■ **Exercise instructions**: The reply to the records below should contain exactly the lines from the line with "ACON_CBC | ACON_AES_128)?;" through the line with "for w in 4..8u32", and nothing besides.
Input below:
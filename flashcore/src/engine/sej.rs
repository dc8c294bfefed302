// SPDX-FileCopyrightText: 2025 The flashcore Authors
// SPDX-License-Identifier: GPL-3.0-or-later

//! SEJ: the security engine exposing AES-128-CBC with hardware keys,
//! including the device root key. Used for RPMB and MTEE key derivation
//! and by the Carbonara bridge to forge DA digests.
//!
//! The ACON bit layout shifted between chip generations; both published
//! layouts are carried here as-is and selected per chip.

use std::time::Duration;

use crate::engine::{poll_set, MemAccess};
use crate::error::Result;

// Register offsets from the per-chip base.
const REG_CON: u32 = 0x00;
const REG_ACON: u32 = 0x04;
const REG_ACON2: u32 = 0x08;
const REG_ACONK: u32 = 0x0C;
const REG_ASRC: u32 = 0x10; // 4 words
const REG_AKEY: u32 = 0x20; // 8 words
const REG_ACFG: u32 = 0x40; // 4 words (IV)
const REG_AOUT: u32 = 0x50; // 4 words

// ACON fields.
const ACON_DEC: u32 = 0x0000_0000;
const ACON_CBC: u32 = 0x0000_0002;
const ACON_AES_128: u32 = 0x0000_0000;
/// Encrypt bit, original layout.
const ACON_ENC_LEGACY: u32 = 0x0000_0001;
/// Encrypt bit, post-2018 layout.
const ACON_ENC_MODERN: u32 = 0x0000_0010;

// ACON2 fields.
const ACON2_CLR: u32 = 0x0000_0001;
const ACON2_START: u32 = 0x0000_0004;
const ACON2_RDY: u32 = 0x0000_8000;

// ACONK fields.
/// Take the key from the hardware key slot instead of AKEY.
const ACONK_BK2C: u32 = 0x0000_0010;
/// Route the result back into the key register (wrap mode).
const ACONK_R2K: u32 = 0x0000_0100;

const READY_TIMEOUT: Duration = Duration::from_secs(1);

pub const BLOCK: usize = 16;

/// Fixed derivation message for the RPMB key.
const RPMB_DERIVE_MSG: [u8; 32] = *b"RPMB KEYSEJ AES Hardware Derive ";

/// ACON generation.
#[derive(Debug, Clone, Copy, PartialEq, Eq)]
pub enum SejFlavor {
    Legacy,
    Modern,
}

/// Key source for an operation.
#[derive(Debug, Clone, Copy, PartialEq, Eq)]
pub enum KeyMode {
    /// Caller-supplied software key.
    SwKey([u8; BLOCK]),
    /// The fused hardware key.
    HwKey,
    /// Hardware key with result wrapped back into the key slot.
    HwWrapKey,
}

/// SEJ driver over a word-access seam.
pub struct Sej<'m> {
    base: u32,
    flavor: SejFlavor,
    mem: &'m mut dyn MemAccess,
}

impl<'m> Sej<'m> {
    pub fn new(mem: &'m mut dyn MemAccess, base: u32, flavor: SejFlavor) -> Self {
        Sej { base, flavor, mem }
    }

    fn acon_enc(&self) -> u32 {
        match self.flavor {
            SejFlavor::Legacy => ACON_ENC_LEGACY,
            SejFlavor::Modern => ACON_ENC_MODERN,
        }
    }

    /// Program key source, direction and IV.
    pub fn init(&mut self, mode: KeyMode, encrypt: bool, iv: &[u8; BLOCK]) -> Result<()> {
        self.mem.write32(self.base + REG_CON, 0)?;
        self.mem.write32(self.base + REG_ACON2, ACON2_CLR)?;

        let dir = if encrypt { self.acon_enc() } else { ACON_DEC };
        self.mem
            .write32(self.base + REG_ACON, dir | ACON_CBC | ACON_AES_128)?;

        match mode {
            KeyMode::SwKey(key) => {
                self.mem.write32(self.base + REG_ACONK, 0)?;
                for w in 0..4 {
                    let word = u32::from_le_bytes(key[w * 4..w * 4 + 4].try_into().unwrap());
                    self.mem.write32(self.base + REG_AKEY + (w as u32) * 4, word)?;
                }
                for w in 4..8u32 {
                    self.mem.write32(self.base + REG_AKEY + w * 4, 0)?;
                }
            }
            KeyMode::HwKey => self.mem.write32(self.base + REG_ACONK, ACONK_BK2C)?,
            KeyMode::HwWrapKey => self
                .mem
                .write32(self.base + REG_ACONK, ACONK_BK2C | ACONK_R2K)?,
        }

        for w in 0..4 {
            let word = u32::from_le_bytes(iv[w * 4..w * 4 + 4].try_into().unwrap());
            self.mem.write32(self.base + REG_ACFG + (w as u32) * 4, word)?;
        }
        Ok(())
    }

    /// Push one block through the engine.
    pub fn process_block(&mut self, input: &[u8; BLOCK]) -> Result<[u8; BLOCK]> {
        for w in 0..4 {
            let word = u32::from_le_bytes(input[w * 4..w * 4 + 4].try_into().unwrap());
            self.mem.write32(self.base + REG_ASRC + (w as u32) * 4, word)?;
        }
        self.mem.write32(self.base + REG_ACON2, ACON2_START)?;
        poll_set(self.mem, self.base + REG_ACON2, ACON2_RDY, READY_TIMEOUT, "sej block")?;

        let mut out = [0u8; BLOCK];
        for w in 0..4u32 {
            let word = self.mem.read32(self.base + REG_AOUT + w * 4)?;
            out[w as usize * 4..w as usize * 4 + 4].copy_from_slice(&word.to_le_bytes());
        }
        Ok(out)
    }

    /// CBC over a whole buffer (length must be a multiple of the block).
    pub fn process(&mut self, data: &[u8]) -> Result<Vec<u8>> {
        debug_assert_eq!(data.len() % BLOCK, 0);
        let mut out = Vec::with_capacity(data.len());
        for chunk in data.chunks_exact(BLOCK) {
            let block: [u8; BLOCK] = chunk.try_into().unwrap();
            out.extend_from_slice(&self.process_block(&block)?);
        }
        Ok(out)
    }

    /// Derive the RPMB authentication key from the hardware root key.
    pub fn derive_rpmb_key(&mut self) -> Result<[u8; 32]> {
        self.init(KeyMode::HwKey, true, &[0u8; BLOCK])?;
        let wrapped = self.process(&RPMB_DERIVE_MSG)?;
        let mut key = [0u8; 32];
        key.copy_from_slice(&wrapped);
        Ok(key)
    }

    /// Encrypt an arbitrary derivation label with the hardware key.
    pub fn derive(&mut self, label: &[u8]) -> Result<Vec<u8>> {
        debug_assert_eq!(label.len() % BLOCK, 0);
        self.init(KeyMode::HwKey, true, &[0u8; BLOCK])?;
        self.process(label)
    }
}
End of Input.
■ **Task output**:
            .write32(self.base + REG_ACON, dir | ACON_CBC | ACON_AES_128)?;

        match mode {
            KeyMode::SwKey(key) => {
                self.mem.write32(self.base + REG_ACONK, 0)?;
                for w in 0..4 {
                    let word = u32::from_le_bytes(key[w * 4..w * 4 + 4].try_into().unwrap());
                    self.mem.write32(self.base + REG_AKEY + (w as u32) * 4, word)?;
                }
                for w in 4..8u32 {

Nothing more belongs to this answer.